Stockley Center Opens 54-resident facility and Outpatient care
A $30 million facility at the Stockley Center near Georgetown will be opening later this month, changing the way the state's residents with developmental disabilities are cared for.
The Mary A. Coverdale Center will provide residential care for Stockley residents who need full-time medical treatment and also will provide temporary and respite care for dozens of other people with developmental disabilities.
85 people live on the Stockley campus. Of those, 45 live in the current medical care facility. The rest live in cottages on the grounds.

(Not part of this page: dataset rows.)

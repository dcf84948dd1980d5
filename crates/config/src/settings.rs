//! Typed, layered settings
//!
//! Layers, lowest to highest:
//! 1. Built-in defaults (`constants`)
//! 2. Process environment, known keys only
//! 3. The key=value settings file
//!
//! The file wins so values saved through the control API take effect on
//! the next load without a restart.

use config::{Config, Environment, Source, Value};
use landing_judge_core::{EffectPreset, Effects, ProviderKind, SettingsEvent};
use serde::{Deserialize, Serialize};
use std::collections::BTreeMap;
use std::path::PathBuf;
use std::str::FromStr;
use std::sync::Arc;

use crate::constants::{effects, overlay, paths, server, tts};
use crate::{ConfigError, EnvFile};

/// Every key the settings file may carry
pub const SETTINGS_KEYS: &[&str] = &[
    "HOST",
    "PORT",
    "BANNER_DURATION_MS",
    "BANNER_MIN_LINGER_MS",
    "HIDE_ON_AUDIO_END",
    "OVERLAY_HUE_DEG",
    "ENABLE_TTS",
    "ENABLE_DINGDONG",
    "ADD_STATIC_NOISE",
    "EFFECT_PRESET",
    "STATIC_NOISE_LEVEL",
    "RADIO_NOISE_LEVEL",
    "WIND_NOISE_LEVEL",
    "TTS_PROVIDER",
    "TTS_FALLBACK",
    "AWS_ACCESS_KEY_ID",
    "AWS_SECRET_ACCESS_KEY",
    "AWS_SESSION_TOKEN",
    "AWS_REGION",
    "POLLY_VOICE_ID",
    "POLLY_OUTPUT_FORMAT",
    "NEURAL_API_KEY",
    "NEURAL_ENDPOINT",
    "NEURAL_VOICE_ID",
    "NEURAL_MODEL_ID",
    "LOCAL_VOICE",
    "STATIC_DIR",
    "QUOTES_FILE",
    "DEFAULT_QUOTES_FILE",
];

const SECRET_KEYS: &[&str] = &["AWS_SECRET_ACCESS_KEY", "AWS_SESSION_TOKEN", "NEURAL_API_KEY"];

const REDACTED: &str = "********";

Besides offering care to the severely disabled, the new center will provide an outpatient clinic for people who don't live on the grounds.
Update:
Stockley Center to Expand Public Use
The News Journal - Wilmington, Del.
Aug 13, 2012
Now serving 60 residents, proposals that would open the Stockley Center to public use as a health center, a community garden or a new piece of infrastructure rated highly in a survey of 98 ideas for developing the 90-year-old facility.
"Many groups had come to my attention and said, can we think about utilizing Stockley in a broader way?" said Rita Landgraf, the department's secretary. She attended the meeting, along with other state officials and advocates for the disabled.
Related: The expanded use of Stockley to serve more nonresidents and the public, along with its residents, is consistent with VOR's support for "Community Resource Centers," - public and private residential programs that offer an "outpatient" component to serve more people in a cost-effective way.